▶ _TRY IT_
Transcribe the data that follows. Match it character for character.

--- STUDY MATERIAL Enclosed Below ---

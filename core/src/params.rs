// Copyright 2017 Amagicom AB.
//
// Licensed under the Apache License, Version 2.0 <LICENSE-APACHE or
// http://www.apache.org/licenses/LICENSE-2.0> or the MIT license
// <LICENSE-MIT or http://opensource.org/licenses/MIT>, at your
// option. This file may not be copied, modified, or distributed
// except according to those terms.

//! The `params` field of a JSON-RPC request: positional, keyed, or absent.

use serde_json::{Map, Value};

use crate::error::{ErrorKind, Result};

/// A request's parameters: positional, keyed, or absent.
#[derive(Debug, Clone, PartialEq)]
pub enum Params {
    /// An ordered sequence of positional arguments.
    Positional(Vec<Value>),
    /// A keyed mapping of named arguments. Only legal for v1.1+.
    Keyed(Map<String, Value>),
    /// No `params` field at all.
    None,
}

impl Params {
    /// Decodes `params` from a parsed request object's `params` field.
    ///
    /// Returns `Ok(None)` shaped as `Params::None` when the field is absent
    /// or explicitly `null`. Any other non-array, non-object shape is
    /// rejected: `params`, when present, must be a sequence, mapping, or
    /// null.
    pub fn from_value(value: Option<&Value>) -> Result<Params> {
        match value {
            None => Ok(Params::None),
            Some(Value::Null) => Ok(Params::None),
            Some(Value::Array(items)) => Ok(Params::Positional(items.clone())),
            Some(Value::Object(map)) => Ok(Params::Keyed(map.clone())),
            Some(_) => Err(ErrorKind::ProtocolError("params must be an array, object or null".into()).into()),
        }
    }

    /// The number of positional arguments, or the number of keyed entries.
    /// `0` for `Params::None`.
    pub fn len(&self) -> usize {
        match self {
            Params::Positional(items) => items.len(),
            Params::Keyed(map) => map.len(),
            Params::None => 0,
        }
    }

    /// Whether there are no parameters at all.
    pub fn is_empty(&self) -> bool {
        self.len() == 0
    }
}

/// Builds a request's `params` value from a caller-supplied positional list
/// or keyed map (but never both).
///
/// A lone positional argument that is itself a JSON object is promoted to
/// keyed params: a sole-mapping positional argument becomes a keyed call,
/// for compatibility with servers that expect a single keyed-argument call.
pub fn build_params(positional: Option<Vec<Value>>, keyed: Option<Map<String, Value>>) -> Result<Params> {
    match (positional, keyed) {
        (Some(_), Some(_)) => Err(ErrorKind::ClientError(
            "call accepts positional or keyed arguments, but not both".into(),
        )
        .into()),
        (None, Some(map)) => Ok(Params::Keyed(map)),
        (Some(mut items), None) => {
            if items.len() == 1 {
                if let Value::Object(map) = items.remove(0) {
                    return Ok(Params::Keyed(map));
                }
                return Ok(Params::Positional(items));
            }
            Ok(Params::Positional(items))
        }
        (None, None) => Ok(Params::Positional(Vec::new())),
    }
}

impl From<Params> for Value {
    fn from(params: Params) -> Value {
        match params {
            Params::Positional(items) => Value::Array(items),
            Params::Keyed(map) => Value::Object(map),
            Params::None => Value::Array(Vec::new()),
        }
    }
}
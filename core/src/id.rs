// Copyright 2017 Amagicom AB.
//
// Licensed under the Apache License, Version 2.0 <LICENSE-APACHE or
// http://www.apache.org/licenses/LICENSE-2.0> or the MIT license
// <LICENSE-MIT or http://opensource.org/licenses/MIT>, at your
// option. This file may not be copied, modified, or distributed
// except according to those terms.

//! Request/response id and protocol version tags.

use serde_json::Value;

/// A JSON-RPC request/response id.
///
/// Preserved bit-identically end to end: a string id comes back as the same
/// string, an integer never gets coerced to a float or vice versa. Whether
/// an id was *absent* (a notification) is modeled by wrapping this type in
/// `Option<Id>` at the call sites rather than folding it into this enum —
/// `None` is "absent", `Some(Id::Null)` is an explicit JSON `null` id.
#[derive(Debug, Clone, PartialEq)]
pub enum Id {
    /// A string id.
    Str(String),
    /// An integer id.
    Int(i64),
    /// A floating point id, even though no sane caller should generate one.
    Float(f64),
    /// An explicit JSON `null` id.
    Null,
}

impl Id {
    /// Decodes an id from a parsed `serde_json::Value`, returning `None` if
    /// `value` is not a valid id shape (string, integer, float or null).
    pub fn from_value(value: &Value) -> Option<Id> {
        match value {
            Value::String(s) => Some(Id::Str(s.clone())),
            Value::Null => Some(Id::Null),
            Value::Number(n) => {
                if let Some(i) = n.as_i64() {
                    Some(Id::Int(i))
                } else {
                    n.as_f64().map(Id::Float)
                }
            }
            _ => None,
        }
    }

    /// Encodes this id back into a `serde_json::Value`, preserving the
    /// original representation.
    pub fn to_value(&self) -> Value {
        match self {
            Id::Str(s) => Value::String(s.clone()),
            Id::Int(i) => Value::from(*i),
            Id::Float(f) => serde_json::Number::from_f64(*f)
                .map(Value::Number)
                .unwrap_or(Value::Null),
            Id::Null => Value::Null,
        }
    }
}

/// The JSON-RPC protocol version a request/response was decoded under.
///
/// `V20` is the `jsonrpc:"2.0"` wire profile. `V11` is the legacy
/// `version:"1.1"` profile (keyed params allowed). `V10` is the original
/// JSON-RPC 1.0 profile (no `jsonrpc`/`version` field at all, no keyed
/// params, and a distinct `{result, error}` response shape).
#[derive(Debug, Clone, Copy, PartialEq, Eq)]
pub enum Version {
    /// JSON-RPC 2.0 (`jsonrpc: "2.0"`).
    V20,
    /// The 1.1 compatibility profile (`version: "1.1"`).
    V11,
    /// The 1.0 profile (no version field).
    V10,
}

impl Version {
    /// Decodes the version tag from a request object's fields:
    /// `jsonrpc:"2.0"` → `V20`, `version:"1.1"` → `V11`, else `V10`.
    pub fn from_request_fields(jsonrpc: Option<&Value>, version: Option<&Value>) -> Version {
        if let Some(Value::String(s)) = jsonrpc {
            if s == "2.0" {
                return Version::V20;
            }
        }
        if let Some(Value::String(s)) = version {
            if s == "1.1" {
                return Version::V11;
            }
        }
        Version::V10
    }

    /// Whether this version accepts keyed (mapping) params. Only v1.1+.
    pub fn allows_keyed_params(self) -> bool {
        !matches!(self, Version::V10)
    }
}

--- End of Enclosed STUDY MATERIAL ---

▶ _THE COMPLETED TASK_
filename core/src/params.rs
// Copyright 2017 Amagicom AB.
//
// Licensed under the Apache License, Version 2.0 <LICENSE-APACHE or
// http://www.apache.org/licenses/LICENSE-2.0> or the MIT license
// <LICENSE-MIT or http://opensource.org/licenses/MIT>, at your
// option. This file may not be copied, modified, or distributed
// except according to those terms.

//! The `params` field of a JSON-RPC request: positional, keyed, or absent.

use serde_json::{Map, Value};

use crate::error::{ErrorKind, Result};

/// A request's parameters: positional, keyed, or absent.
#[derive(Debug, Clone, PartialEq)]
pub enum Params {
    /// An ordered sequence of positional arguments.
    Positional(Vec<Value>),
    /// A keyed mapping of named arguments. Only legal for v1.1+.
    Keyed(Map<String, Value>),
    /// No `params` field at all.
    None,
}

impl Params {
    /// Decodes `params` from a parsed request object's `params` field.
    ///
    /// Returns `Ok(None)` shaped as `Params::None` when the field is absent
    /// or explicitly `null`. Any other non-array, non-object shape is
    /// rejected: `params`, when present, must be a sequence, mapping, or
    /// null.
    pub fn from_value(value: Option<&Value>) -> Result<Params> {
        match value {
            None => Ok(Params::None),
            Some(Value::Null) => Ok(Params::None),
            Some(Value::Array(items)) => Ok(Params::Positional(items.clone())),
            Some(Value::Object(map)) => Ok(Params::Keyed(map.clone())),
            Some(_) => Err(ErrorKind::ProtocolError("params must be an array, object or null".into()).into()),
        }
    }

    /// The number of positional arguments, or the number of keyed entries.
    /// `0` for `Params::None`.
    pub fn len(&self) -> usize {
        match self {
            Params::Positional(items) => items.len(),
            Params::Keyed(map) => map.len(),
            Params::None => 0,
        }
    }

    /// Whether there are no parameters at all.
    pub fn is_empty(&self) -> bool {
        self.len() == 0
    }
}

/// Builds a request's `params` value from a caller-supplied positional list
/// or keyed map (but never both).
///
/// A lone positional argument that is itself a JSON object is promoted to
/// keyed params: a sole-mapping positional argument becomes a keyed call,
/// for compatibility with servers that expect a single keyed-argument call.
pub fn build_params(positional: Option<Vec<Value>>, keyed: Option<Map<String, Value>>) -> Result<Params> {
    match (positional, keyed) {
        (Some(_), Some(_)) => Err(ErrorKind::ClientError(
            "call accepts positional or keyed arguments, but not both".into(),
        )
        .into()),
        (None, Some(map)) => Ok(Params::Keyed(map)),
        (Some(mut items), None) => {
            if items.len() == 1 {
                if let Value::Object(map) = items.remove(0) {
                    return Ok(Params::Keyed(map));
                }
                return Ok(Params::Positional(items));
            }
            Ok(Params::Positional(items))
        }
        (None, None) => Ok(Params::Positional(Vec::new())),
    }
}

impl From<Params> for Value {
    fn from(params: Params) -> Value {
        match params {
            Params::Positional(items) => Value::Array(items),
            Params::Keyed(map) => Value::Object(map),
            Params::None => Value::Array(Vec::new()),
        }
    }
}
filename core/src/id.rs
// Copyright 2017 Amagicom AB.
//
// Licensed under the Apache License, Version 2.0 <LICENSE-APACHE or
// http://www.apache.org/licenses/LICENSE-2.0> or the MIT license
// <LICENSE-MIT or http://opensource.org/licenses/MIT>, at your
// option. This file may not be copied, modified, or distributed
// except according to those terms.

//! Request/response id and protocol version tags.

use serde_json::Value;

/// A JSON-RPC request/response id.
///
/// Preserved bit-identically end to end: a string id comes back as the same
/// string, an integer never gets coerced to a float or vice versa. Whether
/// an id was *absent* (a notification) is modeled by wrapping this type in
/// `Option<Id>` at the call sites rather than folding it into this enum —
/// `None` is "absent", `Some(Id::Null)` is an explicit JSON `null` id.
#[derive(Debug, Clone, PartialEq)]
pub enum Id {
    /// A string id.
    Str(String),
    /// An integer id.
    Int(i64),
    /// A floating point id, even though no sane caller should generate one.
    Float(f64),
    /// An explicit JSON `null` id.
    Null,
}

impl Id {
    /// Decodes an id from a parsed `serde_json::Value`, returning `None` if
    /// `value` is not a valid id shape (string, integer, float or null).
    pub fn from_value(value: &Value) -> Option<Id> {
        match value {
            Value::String(s) => Some(Id::Str(s.clone())),
            Value::Null => Some(Id::Null),
            Value::Number(n) => {
                if let Some(i) = n.as_i64() {
                    Some(Id::Int(i))
                } else {
                    n.as_f64().map(Id::Float)
                }
            }
            _ => None,
        }
    }

    /// Encodes this id back into a `serde_json::Value`, preserving the
    /// original representation.
    pub fn to_value(&self) -> Value {
        match self {
            Id::Str(s) => Value::String(s.clone()),
            Id::Int(i) => Value::from(*i),
            Id::Float(f) => serde_json::Number::from_f64(*f)
                .map(Value::Number)
                .unwrap_or(Value::Null),
            Id::Null => Value::Null,
        }
    }
}

/// The JSON-RPC protocol version a request/response was decoded under.
///
/// `V20` is the `jsonrpc:"2.0"` wire profile. `V11` is the legacy
/// `version:"1.1"` profile (keyed params allowed). `V10` is the original
/// JSON-RPC 1.0 profile (no `jsonrpc`/`version` field at all, no keyed
/// params, and a distinct `{result, error}` response shape).
#[derive(Debug, Clone, Copy, PartialEq, Eq)]
pub enum Version {
    /// JSON-RPC 2.0 (`jsonrpc: "2.0"`).
    V20,
    /// The 1.1 compatibility profile (`version: "1.1"`).
    V11,
    /// The 1.0 profile (no version field).
    V10,
}

impl Version {
    /// Decodes the version tag from a request object's fields:
    /// `jsonrpc:"2.0"` → `V20`, `version:"1.1"` → `V11`, else `V10`.
    pub fn from_request_fields(jsonrpc: Option<&Value>, version: Option<&Value>) -> Version {
        if let Some(Value::String(s)) = jsonrpc {
            if s == "2.0" {
                return Version::V20;
            }
        }
        if let Some(Value::String(s)) = version {
            if s == "1.1" {
                return Version::V11;
            }
        }
        Version::V10
    }

    /// Whether this version accepts keyed (mapping) params. Only v1.1+.
    pub fn allows_keyed_params(self) -> bool {
        !matches!(self, Version::V10)
    }
}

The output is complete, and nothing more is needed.